Así miro yo también las relaciones. Una cosa es crecer juntos apoyándose en las fortalezas del otro, hasta el punto de funcionar muy bien como unidad. No se pierde la esencia individual, pero se trabaja mejor con el otro. Las parejas que llevan mucho tiempo de casados hasta llegan a parecerse físicamente, desarrollan atajos de comunicación y alimentan una intimidad cada vez mayor.

Otra muy diferente son las relaciones que se apoyan en la debilidad del otro. El sádico que necesita al de baja autoestima. El inseguro que necesita al distante. El celoso que necesita al promiscuo. Alimentarse de lo que más nos atormenta es como comer con una solitaria en el estómago.
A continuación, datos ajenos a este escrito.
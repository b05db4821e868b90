//! Normalized values and records
//!
//! A normalized record has passed validation and holds its values in
//! canonical form. It is the only form handed to content consumers.
//! `to_raw` turns it back into the stored shape; validating that shape
//! again yields the same normalized record.

use std::collections::BTreeMap;

use chrono::NaiveDate;
use serde::ser::SerializeMap;
use serde::{Serialize, Serializer};
use serde_json::{Map, Value};

use super::slug::slugify;
use crate::schema::{Definition, FieldKind};
use crate::storage::{RawRecord, RecordLocator};

/// Identity of a target record in a named collection
#[derive(Debug, Clone, PartialEq, Eq, Hash, Serialize)]
pub struct Reference {
    pub collection: String,
    #[serde(rename = "id")]
    pub identity: String,
}

/// A slug field's human label and the identity derived from it
#[derive(Debug, Clone, PartialEq, Eq, Serialize)]
pub struct SlugValue {
    pub name: String,
    pub slug: String,
}

/// Asset reference; the asset's physical existence is never checked
#[derive(Debug, Clone, PartialEq, Eq, Serialize)]
pub struct AssetRef {
    /// Stored file name
    pub file: String,
    /// URL the asset is served under
    pub src: String,
}

/// Selected branch of a conditional field
#[derive(Debug, Clone, PartialEq, Serialize)]
pub struct ConditionalValue {
    pub discriminant: bool,
    pub value: Box<NormalizedValue>,
}

/// Ordered named values of an object
#[derive(Debug, Clone, Default, PartialEq)]
pub struct ObjectValue(Vec<(String, NormalizedValue)>);

impl ObjectValue {
    pub fn new() -> Self {
        Self::default()
    }

    pub fn push(&mut self, name: impl Into<String>, value: NormalizedValue) {
        self.0.push((name.into(), value));
    }

    pub fn get(&self, name: &str) -> Option<&NormalizedValue> {
        self.0.iter().find(|(n, _)| n == name).map(|(_, v)| v)
    }

    pub fn iter(&self) -> impl Iterator<Item = (&str, &NormalizedValue)> {
        self.0.iter().map(|(n, v)| (n.as_str(), v))
    }

    pub fn len(&self) -> usize {
        self.0.len()
    }

    pub fn is_empty(&self) -> bool {
        self.0.is_empty()
    }

    /// Stored shape; absent values are omitted
    pub fn to_raw(&self) -> Map<String, Value> {
        let mut map = Map::new();
        for (name, value) in &self.0 {
            if let Some(raw) = value.to_raw() {
                map.insert(name.clone(), raw);
            }
        }
        map
    }
}

impl Serialize for ObjectValue {
    fn serialize<S: Serializer>(&self, serializer: S) -> Result<S::Ok, S::Error> {
        let mut map = serializer.serialize_map(Some(self.0.len()))?;
        for (name, value) in &self.0 {
            map.serialize_entry(name, value)?;
        }
        map.end()
    }
}

/// A value in canonical form
#[derive(Debug, Clone, PartialEq, Serialize)]
#[serde(untagged)]
pub enum NormalizedValue {
    /// Optional value not supplied, or an `empty` field
    Absent,
    Text(String),
    Slug(SlugValue),
    Bool(bool),
    Date(NaiveDate),
    Url(String),
    Select(String),
    Asset(AssetRef),
    Object(ObjectValue),
    Array(Vec<NormalizedValue>),
    Reference(Reference),
    Conditional(ConditionalValue),
    /// Opaque long-form body
    Document(String),
}

impl NormalizedValue {
    pub fn is_absent(&self) -> bool {
        matches!(self, NormalizedValue::Absent)
    }

    /// Display text of scalar values, used for item labels
    pub fn as_text(&self) -> Option<String> {
        match self {
            NormalizedValue::Text(s)
            | NormalizedValue::Url(s)
            | NormalizedValue::Select(s)
            | NormalizedValue::Document(s) => Some(s.clone()),
            NormalizedValue::Slug(s) => Some(s.name.clone()),
            NormalizedValue::Bool(b) => Some(b.to_string()),
            NormalizedValue::Date(d) => Some(d.format("%Y-%m-%d").to_string()),
            NormalizedValue::Asset(a) => Some(a.file.clone()),
            NormalizedValue::Reference(r) => Some(r.identity.clone()),
            _ => None,
        }
    }

    /// Stored shape of this value; `None` for absent values.
    ///
    /// Document bodies live outside the data unit and are handled by
    /// `NormalizedRecord::to_raw`.
    pub fn to_raw(&self) -> Option<Value> {
        match self {
            NormalizedValue::Absent | NormalizedValue::Document(_) => None,
            NormalizedValue::Text(s) | NormalizedValue::Url(s) | NormalizedValue::Select(s) => {
                Some(Value::String(s.clone()))
            }
            NormalizedValue::Slug(s) if slugify(&s.name) == s.slug => {
                Some(Value::String(s.name.clone()))
            }
            NormalizedValue::Slug(s) => {
                let mut map = Map::new();
                map.insert("name".into(), Value::String(s.name.clone()));
                map.insert("slug".into(), Value::String(s.slug.clone()));
                Some(Value::Object(map))
            }
            NormalizedValue::Bool(b) => Some(Value::Bool(*b)),
            NormalizedValue::Date(d) => Some(Value::String(d.format("%Y-%m-%d").to_string())),
            NormalizedValue::Asset(a) => Some(Value::String(a.file.clone())),
            NormalizedValue::Object(o) => Some(Value::Object(o.to_raw())),
            NormalizedValue::Array(items) => Some(Value::Array(
                items
                    .iter()
                    .map(|item| item.to_raw().unwrap_or(Value::Null))
                    .collect(),
            )),
            NormalizedValue::Reference(r) => Some(Value::String(r.identity.clone())),
            NormalizedValue::Conditional(c) => {
                let mut map = Map::new();
                map.insert("discriminant".into(), Value::Bool(c.discriminant));
                if let Some(value) = c.value.to_raw() {
                    map.insert("value".into(), value);
                }
                Some(Value::Object(map))
            }
        }
    }
}

/// A record that passed validation
#[derive(Debug, Clone, PartialEq, Serialize)]
pub struct NormalizedRecord {
    /// Collection or singleton name
    pub schema: String,
    /// Derived identity; `None` for singletons
    #[serde(rename = "id", skip_serializing_if = "Option::is_none")]
    pub identity: Option<String>,
    #[serde(skip)]
    pub locator: Option<RecordLocator>,
    /// Name of the field holding the document body, if any
    #[serde(skip)]
    pub content_field: Option<String>,
    #[serde(rename = "data")]
    pub fields: ObjectValue,
}

impl NormalizedRecord {
    pub fn get(&self, name: &str) -> Option<&NormalizedValue> {
        self.fields.get(name)
    }

    pub fn identity(&self) -> Option<&str> {
        self.identity.as_deref()
    }

    /// Long-form document body, for content-typed records
    pub fn body(&self) -> Option<&str> {
        let name = self.content_field.as_deref()?;
        match self.fields.get(name)? {
            NormalizedValue::Document(body) => Some(body),
            _ => None,
        }
    }

    /// Display labels of the elements of the top-level array `field`.
    ///
    /// `None` when `field` is not an array of `definition`.
    pub fn item_labels(&self, definition: &Definition, field: &str) -> Option<Vec<String>> {
        let FieldKind::Array { item_label, .. } = &definition.field(field)?.kind else {
            return None;
        };
        let items = match self.get(field) {
            Some(NormalizedValue::Array(items)) => items.as_slice(),
            _ => &[],
        };
        let labels = items
            .iter()
            .enumerate()
            .map(|(index, item)| {
                item_label.render(index, |name| match (name, item) {
                    ("", item) => item.as_text(),
                    (name, NormalizedValue::Object(object)) => {
                        object.get(name).and_then(NormalizedValue::as_text)
                    }
                    _ => None,
                })
            })
            .collect();
        Some(labels)
    }

    /// Item labels of every top-level array field, keyed by field name
    pub fn labels(&self, definition: &Definition) -> BTreeMap<String, Vec<String>> {
        definition
            .fields()
            .iter()
            .filter_map(|f| Some((f.name.clone(), self.item_labels(definition, &f.name)?)))
            .collect()
    }

    /// Every reference in the record with its field path
    pub fn references(&self) -> Vec<(super::FieldPath, &Reference)> {
        let mut out = Vec::new();
        for (name, value) in self.fields.iter() {
            collect_references(value, super::FieldPath::root().key(name), &mut out);
        }
        out
    }

    /// Stored shape of the record
    pub fn to_raw(&self) -> RawRecord {
        RawRecord {
            data: self.fields.to_raw(),
            body: self.body().map(str::to_string),
        }
    }
}

fn collect_references<'a>(
    value: &'a NormalizedValue,
    path: super::FieldPath,
    out: &mut Vec<(super::FieldPath, &'a Reference)>,
) {
    match value {
        NormalizedValue::Reference(r) => out.push((path, r)),
        NormalizedValue::Object(o) => {
            for (name, child) in o.iter() {
                collect_references(child, path.key(name), out);
            }
        }
        NormalizedValue::Array(items) => {
            for (i, item) in items.iter().enumerate() {
                collect_references(item, path.index(i), out);
            }
        }
        NormalizedValue::Conditional(c) => collect_references(&c.value, path.key("value"), out),
        _ => {}
    }
}

#[cfg(test)]
mod tests {
    use super::*;

    #[test]
    fn test_object_preserves_order_in_json() {
        let mut object = ObjectValue::new();
        object.push("zeta", NormalizedValue::Text("z".into()));
        object.push("alpha", NormalizedValue::Bool(true));
        let json = serde_json::to_string(&object).unwrap();
        assert_eq!(json, r#"{"zeta":"z","alpha":true}"#);
    }

    #[test]
    fn test_absent_omitted_from_raw() {
        let mut object = ObjectValue::new();
        object.push("image", NormalizedValue::Absent);
        object.push("title", NormalizedValue::Text("t".into()));
        let raw = object.to_raw();
        assert!(!raw.contains_key("image"));
        assert_eq!(raw["title"], Value::String("t".into()));
    }

    #[test]
    fn test_explicit_slug_kept_in_raw() {
        let derived = NormalizedValue::Slug(SlugValue {
            name: "Hello World".into(),
            slug: "hello-world".into(),
        });
        assert_eq!(derived.to_raw(), Some(Value::String("Hello World".into())));

        let explicit = NormalizedValue::Slug(SlugValue {
            name: "Hello World".into(),
            slug: "hi".into(),
        });
        assert_eq!(
            explicit.to_raw(),
            Some(serde_json::json!({ "name": "Hello World", "slug": "hi" }))
        );
    }

    #[test]
    fn test_references_with_paths() {
        let mut fields = ObjectValue::new();
        fields.push(
            "tags",
            NormalizedValue::Array(vec![
                NormalizedValue::Reference(Reference {
                    collection: "tags".into(),
                    identity: "design".into(),
                }),
                NormalizedValue::Reference(Reference {
                    collection: "tags".into(),
                    identity: "rust".into(),
                }),
            ]),
        );
        let record = NormalizedRecord {
            schema: "posts".into(),
            identity: Some("hello".into()),
            locator: None,
            content_field: None,
            fields,
        };
        let refs = record.references();
        assert_eq!(refs.len(), 2);
        assert_eq!(refs[1].0.to_string(), "tags[1]");
        assert_eq!(refs[1].1.identity, "rust");
    }

    #[test]
    fn test_body_split_out_of_raw_data() {
        let mut fields = ObjectValue::new();
        fields.push("title", NormalizedValue::Text("t".into()));
        fields.push("content", NormalizedValue::Document("# Hi".into()));
        let record = NormalizedRecord {
            schema: "posts".into(),
            identity: Some("t".into()),
            locator: None,
            content_field: Some("content".into()),
            fields,
        };
        let raw = record.to_raw();
        assert_eq!(raw.body.as_deref(), Some("# Hi"));
        assert!(!raw.data.contains_key("content"));
    }

    #[test]
    fn test_link_labels_from_template() {
        let mut link = ObjectValue::new();
        link.push("platform", NormalizedValue::Text("GitHub".into()));
        link.push("label", NormalizedValue::Text("q1b".into()));
        link.push("link", NormalizedValue::Url("https://github.com/q1b".into()));
        link.push("me", NormalizedValue::Absent);
        let mut fields = ObjectValue::new();
        fields.push("links", NormalizedValue::Array(vec![NormalizedValue::Object(link)]));
        let record = NormalizedRecord {
            schema: "profile".into(),
            identity: None,
            locator: None,
            content_field: None,
            fields,
        };

        let profile = Definition::Singleton(crate::schema::site::profile());
        assert_eq!(
            record.item_labels(&profile, "links"),
            Some(vec!["GitHub | q1b".to_string()])
        );
        assert_eq!(record.item_labels(&profile, "name"), None);
    }

    #[test]
    fn test_tag_labels_fall_back() {
        let mut fields = ObjectValue::new();
        fields.push("title", NormalizedValue::Text("t".into()));
        fields.push(
            "tags",
            NormalizedValue::Array(vec![
                NormalizedValue::Reference(Reference {
                    collection: "tags".into(),
                    identity: "design".into(),
                }),
                NormalizedValue::Absent,
            ]),
        );
        let record = NormalizedRecord {
            schema: "posts".into(),
            identity: Some("t".into()),
            locator: None,
            content_field: None,
            fields,
        };

        let posts = Definition::Collection(crate::schema::site::posts());
        let labels = record.labels(&posts);
        assert_eq!(labels.len(), 1);
        assert_eq!(labels["tags"], vec!["design", "Please select"]);
    }
}
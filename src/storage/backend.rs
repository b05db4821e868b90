//! # Storage Backend Trait
//!
//! Implementations move bytes. Record encoding, decoding and layout
//! matching are shared by the provided methods.

use async_trait::async_trait;

use super::errors::StorageResult;
use super::layout::RecordLayout;
use super::record::{self, RawRecord, RecordLocator};
use super::StorageKind;

/// Backend trait for content storage
#[async_trait]
pub trait StorageBackend: Send + Sync + std::fmt::Debug {
    /// Which variant this is
    fn kind(&self) -> StorageKind;

    /// Paths of the files directly inside `directory`; empty if it does not exist
    async fn list_dir(&self, directory: &str) -> StorageResult<Vec<String>>;

    /// Read the file at path
    async fn read_bytes(&self, path: &str) -> StorageResult<Vec<u8>>;

    /// Replace the file at path as a whole
    async fn write_bytes(&self, path: &str, data: &[u8]) -> StorageResult<()>;

    /// Delete the file at path
    async fn remove(&self, path: &str) -> StorageResult<()>;

    /// Locators of every record of a layout, sorted by path
    async fn list(&self, layout: &RecordLayout) -> StorageResult<Vec<RecordLocator>> {
        let mut locators: Vec<_> = self
            .list_dir(layout.directory())
            .await?
            .iter()
            .filter_map(|path| layout.match_path(path))
            .collect();
        locators.sort();
        Ok(locators)
    }

    /// Read and decode a record
    async fn read(&self, locator: &RecordLocator) -> StorageResult<RawRecord> {
        let bytes = self.read_bytes(locator.path()).await?;
        record::decode(locator, &bytes)
    }

    /// Encode and persist a record
    async fn write(&self, locator: &RecordLocator, raw: &RawRecord) -> StorageResult<()> {
        let bytes = record::encode(locator, raw)?;
        self.write_bytes(locator.path(), &bytes).await
    }

    /// Delete a record
    async fn delete(&self, locator: &RecordLocator) -> StorageResult<()> {
        self.remove(locator.path()).await
    }
}
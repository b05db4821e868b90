//! Content configuration
//!
//! Loaded from a JSON file; every field has a default so the file itself
//! is optional.
//!
//! ```json
//! {
//!   "root": ".",
//!   "schema": "schema.json",
//!   "github": { "owner": "q1b", "repo": "q1b", "branch": "main" }
//! }
//! ```

use std::fs;
use std::path::{Path, PathBuf};

use serde::{Deserialize, Serialize};
use thiserror::Error;
use url::Url;

use crate::schema::site::site_schema;
use crate::schema::{SchemaDeclaration, SchemaRegistry, SchemaResult};
use crate::storage::{github, GitHubConfig, StorageError, StorageResult};

/// Default configuration file name, looked up in the working directory
pub const DEFAULT_CONFIG_FILE: &str = "sitecontent.json";

/// Result type for configuration loading
pub type ConfigResult<T> = Result<T, ConfigError>;

/// Configuration errors
#[derive(Debug, Error)]
pub enum ConfigError {
    #[error("Failed to read config {path}: {reason}")]
    Read { path: String, reason: String },

    #[error("Invalid config JSON: {0}")]
    Parse(String),

    #[error("Invalid config: {0}")]
    Invalid(String),
}

/// Top-level configuration
#[derive(Debug, Clone, Serialize, Deserialize)]
pub struct ContentConfig {
    /// Working tree served by the local backend (default: ".")
    #[serde(default = "default_root")]
    pub root: PathBuf,

    /// JSON schema declaration; the built-in site schema when absent
    #[serde(default)]
    pub schema: Option<PathBuf>,

    /// Remote repository served by the GitHub backend
    #[serde(default)]
    pub github: GitHubSettings,
}

/// Remote repository settings
#[derive(Debug, Clone, Serialize, Deserialize)]
pub struct GitHubSettings {
    #[serde(default = "default_owner")]
    pub owner: String,

    #[serde(default = "default_repo")]
    pub repo: String,

    #[serde(default = "default_branch")]
    pub branch: String,

    #[serde(default = "default_api_url")]
    pub api_url: String,

    /// Environment variable holding the bearer token (default: "GITHUB_TOKEN")
    #[serde(default = "default_token_env")]
    pub token_env: String,

    #[serde(default = "default_timeout_secs")]
    pub timeout_secs: u64,
}

fn default_root() -> PathBuf {
    PathBuf::from(".")
}
fn default_owner() -> String {
    "q1b".to_string()
}
fn default_repo() -> String {
    "q1b".to_string()
}
fn default_branch() -> String {
    "main".to_string()
}
fn default_api_url() -> String {
    "https://api.github.com".to_string()
}
fn default_token_env() -> String {
    "GITHUB_TOKEN".to_string()
}
fn default_timeout_secs() -> u64 {
    github::DEFAULT_TIMEOUT_SECS
}

impl Default for GitHubSettings {
    fn default() -> Self {
        Self {
            owner: default_owner(),
            repo: default_repo(),
            branch: default_branch(),
            api_url: default_api_url(),
            token_env: default_token_env(),
            timeout_secs: default_timeout_secs(),
        }
    }
}

impl Default for ContentConfig {
    fn default() -> Self {
        Self {
            root: default_root(),
            schema: None,
            github: GitHubSettings::default(),
        }
    }
}

impl ContentConfig {
    /// Load configuration from file
    pub fn load(path: &Path) -> ConfigResult<Self> {
        let content = fs::read_to_string(path).map_err(|e| ConfigError::Read {
            path: path.display().to_string(),
            reason: e.to_string(),
        })?;
        Self::from_json(&content)
    }

    /// Explicit path must exist; otherwise the default file is used if present.
    pub fn load_or_default(path: Option<&Path>) -> ConfigResult<Self> {
        match path {
            Some(path) => Self::load(path),
            None => {
                let default = Path::new(DEFAULT_CONFIG_FILE);
                if default.is_file() {
                    Self::load(default)
                } else {
                    Ok(Self::default())
                }
            }
        }
    }

    pub fn from_json(content: &str) -> ConfigResult<Self> {
        let config: ContentConfig =
            serde_json::from_str(content).map_err(|e| ConfigError::Parse(e.to_string()))?;
        config.validate()?;
        Ok(config)
    }

    /// Validate configuration
    pub fn validate(&self) -> ConfigResult<()> {
        let github = &self.github;
        for (name, value) in [
            ("github.owner", &github.owner),
            ("github.repo", &github.repo),
            ("github.branch", &github.branch),
        ] {
            if value.trim().is_empty() {
                return Err(ConfigError::Invalid(format!("{} must not be empty", name)));
            }
        }

        Url::parse(&github.api_url).map_err(|e| {
            ConfigError::Invalid(format!("github.api_url '{}': {}", github.api_url, e))
        })?;

        if github.timeout_secs == 0 {
            return Err(ConfigError::Invalid("github.timeout_secs must be > 0".into()));
        }

        Ok(())
    }

    /// Builds the schema registry this configuration points at.
    pub fn load_registry(&self) -> SchemaResult<SchemaRegistry> {
        let declaration = match &self.schema {
            Some(path) => SchemaDeclaration::load(path)?,
            None => site_schema(),
        };
        SchemaRegistry::from_declaration(declaration)
    }
}

impl GitHubSettings {
    /// Backend settings, with the token read from the environment
    pub fn to_backend_config(&self) -> StorageResult<GitHubConfig> {
        let api_url = Url::parse(&self.api_url)
            .map_err(|e| StorageError::Config(format!("github.api_url: {}", e)))?;
        let token = std::env::var(&self.token_env)
            .ok()
            .filter(|token| !token.trim().is_empty());

        Ok(GitHubConfig {
            owner: self.owner.clone(),
            repo: self.repo.clone(),
            branch: self.branch.clone(),
            api_url,
            token,
            timeout_secs: self.timeout_secs,
        })
    }
}

#[cfg(test)]
mod tests {
    use super::*;
    use tempfile::TempDir;

    #[test]
    fn test_default_config() {
        let config = ContentConfig::from_json("{}").unwrap();
        assert_eq!(config.root, PathBuf::from("."));
        assert!(config.schema.is_none());
        assert_eq!(config.github.owner, "q1b");
        assert_eq!(config.github.repo, "q1b");
        assert_eq!(config.github.branch, "main");
        assert_eq!(config.github.api_url, "https://api.github.com");
        assert_eq!(config.github.token_env, "GITHUB_TOKEN");
    }

    #[test]
    fn test_partial_github_section() {
        let config =
            ContentConfig::from_json(r#"{"github": {"branch": "content"}}"#).unwrap();
        assert_eq!(config.github.branch, "content");
        assert_eq!(config.github.owner, "q1b");
    }

    #[test]
    fn test_rejects_empty_repo() {
        let err = ContentConfig::from_json(r#"{"github": {"repo": " "}}"#).unwrap_err();
        assert!(matches!(err, ConfigError::Invalid(_)));
    }

    #[test]
    fn test_rejects_bad_api_url() {
        let err = ContentConfig::from_json(r#"{"github": {"api_url": "not a url"}}"#).unwrap_err();
        assert!(err.to_string().contains("api_url"));
    }

    #[test]
    fn test_rejects_malformed_json() {
        assert!(matches!(
            ContentConfig::from_json("{root:"),
            Err(ConfigError::Parse(_))
        ));
    }

    #[test]
    fn test_load_from_file() {
        let temp = TempDir::new().unwrap();
        let path = temp.path().join("sitecontent.json");
        fs::write(&path, r#"{"root": "/srv/site"}"#).unwrap();
        let config = ContentConfig::load(&path).unwrap();
        assert_eq!(config.root, PathBuf::from("/srv/site"));
    }

    #[test]
    fn test_explicit_missing_file_fails() {
        let temp = TempDir::new().unwrap();
        let missing = temp.path().join("nope.json");
        assert!(matches!(
            ContentConfig::load_or_default(Some(&missing)),
            Err(ConfigError::Read { .. })
        ));
    }

    #[test]
    fn test_builtin_registry() {
        let registry = ContentConfig::default().load_registry().unwrap();
        assert!(registry.exists("posts"));
        assert!(registry.exists("profile"));
    }
}
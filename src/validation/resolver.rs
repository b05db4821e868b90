//! Relationship resolution
//!
//! Runs after shape validation. Every reference in a normalized record is
//! checked against the identities known for its target collection. Field
//! validation only checks that a reference is well formed.

use std::collections::{BTreeMap, HashMap};
use std::sync::Arc;

use super::value::NormalizedRecord;
use super::violation::{ViolationKind, ViolationList};
use crate::schema::{SchemaError, SchemaRegistry, SchemaResult};

/// Known identities per collection, each mapped to the record that owns it
#[derive(Debug, Clone, Default)]
pub struct IdentityIndex {
    collections: HashMap<String, BTreeMap<String, String>>,
}

impl IdentityIndex {
    pub fn new() -> Self {
        Self::default()
    }

    /// Records an identity. Keeps the first owner; returns it on collision.
    pub fn insert(
        &mut self,
        collection: &str,
        identity: &str,
        owner: impl Into<String>,
    ) -> Option<String> {
        let identities = self.collections.entry(collection.to_string()).or_default();
        match identities.get(identity) {
            Some(existing) => Some(existing.clone()),
            None => {
                identities.insert(identity.to_string(), owner.into());
                None
            }
        }
    }

    pub fn remove(&mut self, collection: &str, identity: &str) -> bool {
        self.collections
            .get_mut(collection)
            .map(|identities| identities.remove(identity).is_some())
            .unwrap_or(false)
    }

    pub fn contains(&self, collection: &str, identity: &str) -> bool {
        self.owner(collection, identity).is_some()
    }

    /// Owner of an identity, usually the locator path of its record
    pub fn owner(&self, collection: &str, identity: &str) -> Option<&str> {
        self.collections
            .get(collection)
            .and_then(|identities| identities.get(identity))
            .map(String::as_str)
    }

    /// Identities of a collection in sorted order
    pub fn identities(&self, collection: &str) -> Vec<&str> {
        self.collections
            .get(collection)
            .map(|identities| identities.keys().map(String::as_str).collect())
            .unwrap_or_default()
    }
}

/// Checks references against an identity index.
#[derive(Debug, Clone)]
pub struct RelationshipResolver {
    registry: Arc<SchemaRegistry>,
}

impl RelationshipResolver {
    pub fn new(registry: Arc<SchemaRegistry>) -> Self {
        Self { registry }
    }

    /// Returns one violation per dangling reference.
    ///
    /// A reference into a collection the registry does not know is a
    /// configuration error, not a data error.
    pub fn resolve(
        &self,
        record: &NormalizedRecord,
        index: &IdentityIndex,
    ) -> SchemaResult<ViolationList> {
        let mut violations = ViolationList::new();
        for (path, reference) in record.references() {
            let known = self
                .registry
                .get(&reference.collection)
                .map(|definition| definition.is_collection())
                .unwrap_or(false);
            if !known {
                return Err(SchemaError::unknown_target(
                    &record.schema,
                    path.to_string(),
                    &reference.collection,
                ));
            }
            if !index.contains(&reference.collection, &reference.identity) {
                violations.push(
                    path,
                    ViolationKind::UnresolvedReference {
                        identity: reference.identity.clone(),
                        collection: reference.collection.clone(),
                    },
                );
            }
        }
        Ok(violations)
    }
}

#[cfg(test)]
mod tests {
    use super::*;
    use crate::schema::site::site_schema;
    use crate::validation::{NormalizedValue, ObjectValue, Reference};

    fn post_with_tags(tags: &[&str], collection: &str) -> NormalizedRecord {
        let mut fields = ObjectValue::new();
        fields.push(
            "tags",
            NormalizedValue::Array(
                tags.iter()
                    .map(|t| {
                        NormalizedValue::Reference(Reference {
                            collection: collection.into(),
                            identity: t.to_string(),
                        })
                    })
                    .collect(),
            ),
        );
        NormalizedRecord {
            schema: "posts".into(),
            identity: Some("hello".into()),
            locator: None,
            content_field: None,
            fields,
        }
    }

    fn resolver() -> RelationshipResolver {
        let registry = SchemaRegistry::from_declaration(site_schema()).unwrap();
        RelationshipResolver::new(Arc::new(registry))
    }

    #[test]
    fn test_index_keeps_first_owner() {
        let mut index = IdentityIndex::new();
        assert_eq!(index.insert("tags", "rust", "a.yaml"), None);
        assert_eq!(index.insert("tags", "rust", "b.yaml"), Some("a.yaml".into()));
        assert_eq!(index.owner("tags", "rust"), Some("a.yaml"));
        assert!(index.remove("tags", "rust"));
        assert!(!index.contains("tags", "rust"));
    }

    #[test]
    fn test_all_resolved() {
        let mut index = IdentityIndex::new();
        index.insert("tags", "design", "design.yaml");
        index.insert("tags", "rust", "rust.yaml");
        let violations = resolver()
            .resolve(&post_with_tags(&["design", "rust"], "tags"), &index)
            .unwrap();
        assert!(violations.is_empty());
    }

    #[test]
    fn test_each_dangling_reference_reported() {
        let mut index = IdentityIndex::new();
        index.insert("tags", "design", "design.yaml");
        let violations = resolver()
            .resolve(&post_with_tags(&["nonexistent", "design", "gone"], "tags"), &index)
            .unwrap();
        assert_eq!(violations.len(), 2);
        assert_eq!(
            violations.to_string(),
            "tags[0]: unresolved reference \"nonexistent\" in collection \"tags\"; \
             tags[2]: unresolved reference \"gone\" in collection \"tags\""
        );
    }

    #[test]
    fn test_unknown_collection_is_fatal() {
        let err = resolver()
            .resolve(&post_with_tags(&["x"], "categories"), &IdentityIndex::new())
            .unwrap_err();
        assert!(err.is_fatal());
    }
}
Me gustaría creer que con el tiempo he logrado deshacerme de las relaciones parasíticas en mi vida. De todas formas, cada año tomo un desparasitante.

Santa Claus No Existe

Por lo menos a mi casa, no llega ese gordo panzón. Ni el conejo, ni el ratón. Los niños tampoco nacen de un repollo, ni los trae la cigüeña. El mundo ya es demasiado engañoso como para meterle pajas monumentales a los niños. Sobre todo porque después uno quiere convencerlos de cosas que no se les pueden explicar. O transmitirles creencias no demostrables.

Así como un niño es susceptible de creerle a uno cualquier cosa, así es la gente cuando la conocemos por primera vez. No teniendo punto de referencia, es más fácil que nos tenga confianza. Y es allí en donde se forjan las relaciones duraderas. El cumplir con lo que se proyecta, ya sea con apariencias, o palabras, es un regalo que se entrega y que crece con el tiempo. Pero es una planta muy delicada y es demasiado fácil quebrarla.

Por eso yo no me arriesgo. Prefiero no hacerles la «ilusión» de la Navidad, pero que me crean que tengo su mejor interés en mente cuando les digo cosas que no entienden. Igual reciben regalos.